También el Evangelio de este domingo (Lc 7,36-8,3) nos presenta una situación de debilidad particular. La mujer pecadora es juzgada y marginada, mientras Jesús la acoge y la defiende: «Porque tiene mucho amor» (v. 47). Es esta la conclusión de Jesús, atento al sufrimiento y al llanto de aquella persona. Su ternura es signo del amor que Dios reserva para los que sufren y son excluidos. No existe sólo el sufrimiento físico; hoy, una de las patologías más frecuentes son las que afectan al espíritu. Es un sufrimiento que afecta al ánimo y hace que esté triste porque está privado de amor. La patología de la tristeza. Cuando se experimenta la desilusión o la traición en las relaciones importantes, entonces descubrimos nuestra vulnerabilidad, debilidad y desprotección. La tentación de replegarse sobre sí mismo llega a ser muy fuerte, y se puede hasta perder la oportunidad de la vida: amar a pesar de todo, amar a pesar de todo.
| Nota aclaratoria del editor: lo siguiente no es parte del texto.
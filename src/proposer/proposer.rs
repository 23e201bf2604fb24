//! Fix candidate generation
//!
//! Dispatches on the failure category, consults the repository for concrete
//! targets and emits zero or more candidates. Nothing here writes to disk.

use crate::classifier::{ClassifiedFailure, FailureCategory};
use crate::errors::Result;
use crate::proposer::diagnostics::{DiagnosticPatterns, JvmDiagnostics};
use crate::proposer::repository::RepositoryContext;
use crate::proposer::types::{
    ChangePayload, FixCandidate, FixKind, ProposalReport, ProposalSummary, Solution,
};
use crate::types::FailureRecord;

/// Candidate confidences per kind
const ADD_IMPORT_CONFIDENCE: f64 = 0.95;
const ADD_DEPENDENCY_CONFIDENCE: f64 = 0.95;
const FALLBACK_IMPORT_CONFIDENCE: f64 = 0.90;
const NULL_CHECK_CONFIDENCE: f64 = 0.80;
const TEST_DATA_CONFIDENCE: f64 = 0.75;
const ASSERTION_CONFIDENCE: f64 = 0.70;
const TIMEOUT_CONFIDENCE: f64 = 0.65;
const OPTIMIZE_CONFIDENCE: f64 = 0.60;
const PATTERN_MATCH_CONFIDENCE: f64 = 0.60;

/// Largest boost a concrete candidate gives the failure confidence
const CONFIDENCE_BOOST: f64 = 0.10;

/// Service name the build tool reports for reactor-level failures
const BUILD_SERVICE: &str = "build";

/// Proposes fixes for classified failures
pub struct SolutionProposer {
    repo: RepositoryContext,
    patterns: Box<dyn DiagnosticPatterns>,
}

impl SolutionProposer {
    /// Create proposer with the JVM diagnostic patterns
    pub fn new(repo: RepositoryContext) -> Result<Self> {
        Ok(Self::with_patterns(repo, Box::new(JvmDiagnostics::new()?)))
    }

    /// Create proposer with custom diagnostic patterns
    pub fn with_patterns(repo: RepositoryContext, patterns: Box<dyn DiagnosticPatterns>) -> Self {
        Self { repo, patterns }
    }

    /// Repository the proposer searches
    pub fn repository(&self) -> &RepositoryContext {
        &self.repo
    }

    /// Solution for one failure, with the confidence raised when a concrete
    /// candidate was found
    pub fn propose(&self, failure: &ClassifiedFailure) -> Solution {
        let mut solution = Solution {
            failure_id: failure.failure.id.clone(),
            suggested_fixes: self.candidates(failure),
            confidence: failure.confidence,
            strategy: failure.fix_strategy.clone(),
            failure: failure.clone(),
        };

        if let Some(best) = solution.best_confidence() {
            let boosted = (failure.confidence + best * CONFIDENCE_BOOST).min(1.0);
            solution.confidence = failure.confidence.max(crate::classifier::round2(boosted));
        }

        tracing::debug!(
            failure_id = %solution.failure_id,
            category = %failure.category,
            candidates = solution.suggested_fixes.len(),
            confidence = solution.confidence,
            "Proposed fixes"
        );

        solution
    }

    /// Solutions for a batch plus totals
    pub fn propose_all(&self, failures: &[ClassifiedFailure]) -> ProposalReport {
        let solutions: Vec<Solution> = failures.iter().map(|f| self.propose(f)).collect();

        let summary = ProposalSummary {
            total_failures: failures.len(),
            failures_with_solutions: solutions
                .iter()
                .filter(|s| !s.suggested_fixes.is_empty())
                .count(),
            total_fixes: solutions.iter().map(|s| s.suggested_fixes.len()).sum(),
        };

        tracing::info!(
            total_failures = summary.total_failures,
            with_solutions = summary.failures_with_solutions,
            total_fixes = summary.total_fixes,
            "Proposal batch complete"
        );

        ProposalReport { solutions, summary }
    }

    /// Candidates for one failure, dispatched on category
    pub fn candidates(&self, failure: &ClassifiedFailure) -> Vec<FixCandidate> {
        let record = &failure.failure;
        match failure.category {
            FailureCategory::Compilation => self.compilation_fixes(record),
            FailureCategory::NullReference => self.null_reference_fixes(record),
            FailureCategory::Assertion => self.assertion_fixes(record),
            FailureCategory::Timeout => self.timeout_fixes(record),
            FailureCategory::Infrastructure | FailureCategory::Runtime | FailureCategory::Flaky => {
                self.similar_test_fixes(record)
            }
        }
    }

    fn compilation_fixes(&self, record: &FailureRecord) -> Vec<FixCandidate> {
        let mut fixes = Vec::new();
        let source_file = record.source_file.clone();

        if let Some(class_name) = self.patterns.unresolved_class(&record.error_message) {
            if let Some(import_path) = self.repo.find_import_path(&class_name, record.service()) {
                fixes.push(FixCandidate::new(
                    FixKind::AddImport,
                    format!("Add missing import: {}", import_path),
                    source_file.clone(),
                    ChangePayload::text(format!("import {};", import_path)),
                    "top_of_file",
                    ADD_IMPORT_CONFIDENCE,
                ));
            }
        }

        let package = self
            .patterns
            .missing_package(&record.error_message)
            .or_else(|| self.patterns.missing_package(&record.stack_trace));

        let Some(package) = package else {
            return fixes;
        };

        if package.contains(&self.repo.layout().shared_namespace) {
            if let Some(fix) = self.shared_dependency_fix(record) {
                fixes.push(fix);
            }
        }

        if source_file.is_some() {
            fixes.push(FixCandidate::new(
                FixKind::FixImport,
                format!("Fix import for package: {}", package),
                source_file,
                ChangePayload::text(format!(
                    "Ensure import statement matches package: {}",
                    package
                )),
                "imports_section",
                FALLBACK_IMPORT_CONFIDENCE,
            ));
        } else if fixes.is_empty() {
            fixes.push(FixCandidate::new(
                FixKind::FixPackage,
                format!("Fix package declaration or add dependency for: {}", package),
                None,
                ChangePayload::text(
                    "Check package declaration matches directory structure or add dependency",
                ),
                "package_declaration",
                FALLBACK_IMPORT_CONFIDENCE,
            ));
        }

        fixes
    }

    /// add-dependency for the owning service's descriptor, unless the
    /// descriptor cannot be found or already declares the artifact
    fn shared_dependency_fix(&self, record: &FailureRecord) -> Option<FixCandidate> {
        let from_context = record
            .service()
            .filter(|s| *s != BUILD_SERVICE)
            .map(str::to_string);
        let from_source = record
            .source_file
            .as_deref()
            .and_then(|path| self.repo.service_in_text(path));
        let from_details = record
            .details
            .as_deref()
            .and_then(|details| self.repo.service_in_text(details));

        let (service, descriptor) = [from_context, from_source, from_details]
            .into_iter()
            .flatten()
            .find_map(|service| {
                self.repo
                    .descriptor_for(&service)
                    .map(|descriptor| (service, descriptor))
            })?;

        let coords = self.repo.layout().shared_dependency.clone();
        if self.repo.descriptor_declares(&descriptor, &coords.artifact_id) {
            tracing::debug!(
                descriptor = %descriptor,
                artifact = %coords.artifact_id,
                "Dependency already declared"
            );
            return None;
        }

        Some(FixCandidate::new(
            FixKind::AddDependency,
            format!("Add {} dependency to {}", coords.artifact_id, service),
            Some(descriptor),
            ChangePayload::Dependency(coords),
            "dependencies_section",
            ADD_DEPENDENCY_CONFIDENCE,
        ))
    }

    fn null_reference_fixes(&self, record: &FailureRecord) -> Vec<FixCandidate> {
        let mut fixes = Vec::new();

        let variable = self
            .patterns
            .null_dereference(&record.stack_trace)
            .or_else(|| self.patterns.null_dereference(&record.error_message));

        if let Some(variable) = variable {
            fixes.push(FixCandidate::new(
                FixKind::AddNullCheck,
                format!("Add null check for variable: {}", variable),
                record.source_file.clone(),
                ChangePayload::text(format!(
                    "if ({} == null) {{ /* handle null case */ }}",
                    variable
                )),
                format!("before_{}_usage", variable),
                NULL_CHECK_CONFIDENCE,
            ));
        }

        let is_test = record
            .test_method()
            .map_or(false, |m| m.to_lowercase().contains("test"));
        if is_test {
            fixes.push(FixCandidate::new(
                FixKind::InitializeTestData,
                "Initialize test data before use",
                record.source_file.clone(),
                ChangePayload::text("Ensure all test data is properly initialized in @BeforeEach"),
                "test_setup",
                TEST_DATA_CONFIDENCE,
            ));
        }

        fixes
    }

    fn assertion_fixes(&self, record: &FailureRecord) -> Vec<FixCandidate> {
        self.patterns
            .assertion_mismatch(&record.error_message)
            .map(|(expected, actual)| {
                FixCandidate::new(
                    FixKind::FixAssertion,
                    format!("Fix assertion: expected {}, got {}", expected, actual),
                    record.source_file.clone(),
                    ChangePayload::text("Update assertion to match actual value or fix test data"),
                    "assertion_line",
                    ASSERTION_CONFIDENCE,
                )
            })
            .into_iter()
            .collect()
    }

    fn timeout_fixes(&self, record: &FailureRecord) -> Vec<FixCandidate> {
        vec![
            FixCandidate::new(
                FixKind::IncreaseTimeout,
                "Increase test timeout",
                record.source_file.clone(),
                ChangePayload::text(
                    "Add @Timeout annotation or increase timeout in test configuration",
                ),
                "test_method",
                TIMEOUT_CONFIDENCE,
            ),
            FixCandidate::new(
                FixKind::OptimizeTest,
                "Optimize test performance",
                record.source_file.clone(),
                ChangePayload::text("Review test for performance bottlenecks"),
                "test_method",
                OPTIMIZE_CONFIDENCE,
            ),
        ]
    }

    fn similar_test_fixes(&self, record: &FailureRecord) -> Vec<FixCandidate> {
        let (Some(test_class), Some(service)) = (record.test_class(), record.service()) else {
            return Vec::new();
        };

        let similar = self.repo.find_similar_tests(test_class, service);
        if similar.is_empty() {
            return Vec::new();
        }

        vec![FixCandidate::new(
            FixKind::PatternMatch,
            format!("Found {} similar tests - review for patterns", similar.len()),
            record.source_file.clone(),
            ChangePayload::text("Apply patterns from similar tests"),
            "test_class",
            PATTERN_MATCH_CONFIDENCE,
        )]
    }
}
La felicidad que cada uno desea, por otra parte, puede tener muchos rostros, pero sólo puede alcanzarse si somos capaces de amar. Este es el camino. Es siempre una cuestión de amor, no hay otro camino. El verdadero desafío es el de amar más. Cuantas personas discapacitadas y que sufren se abren de nuevo a la vida apenas sienten que son amadas. Y cuanto amor puede brotar de un corazón aunque sea sólo a causa de una sonrisa. La terapia de la sonrisa. En tal caso la fragilidad misma puede convertirse en alivio y apoyo en nuestra soledad. Jesús, en su pasión, nos ha amado hasta el final (cf. Jn 13,1); en la cruz ha revelado el Amor que se da sin límites. ¿Qué podemos reprochar a Dios por nuestras enfermedades y sufrimiento que no esté ya impreso en el rostro de su Hijo crucificado? A su dolor físico se agrega la afrenta, la marginación y la compasión, mientras él responde con la misericordia que a todos acoge y perdona: «Por sus heridas fuimos sanados» (Is 53,5; 1 P 2,24). Jesús es el médico que cura con la medicina del amor, porque toma sobre sí nuestro sufrimiento y lo redime. Nosotros sabemos que Dios comprende nuestra enfermedad, porque él mismo la ha experimentado en primera persona (cf. Hb 4,5).

El modo en que vivimos la enfermedad y la discapacidad es signo del amor que estamos dispuestos a ofrecer. El modo en que afrontamos el sufrimiento y la limitación es el criterio de nuestra libertad de dar sentido a las experiencias de la vida, aun cuando nos parezcan absurdas e inmerecidas. No nos dejemos turbar, por tanto, de estas tribulaciones (cf. 1 Tm 3,3). Sepamos que en la debilidad podemos ser fuertes (cf. 2 Co 12,10), y recibiremos la gracia de completar lo que falta en nosotros al sufrimiento de Cristo, en favor de la Iglesia, su cuerpo (cf. Col 1,24); un cuerpo que, a imagen de aquel del Señor resucitado, conserva las heridas, signo del duro combate, pero son heridas transfiguradas para siempre por el amor.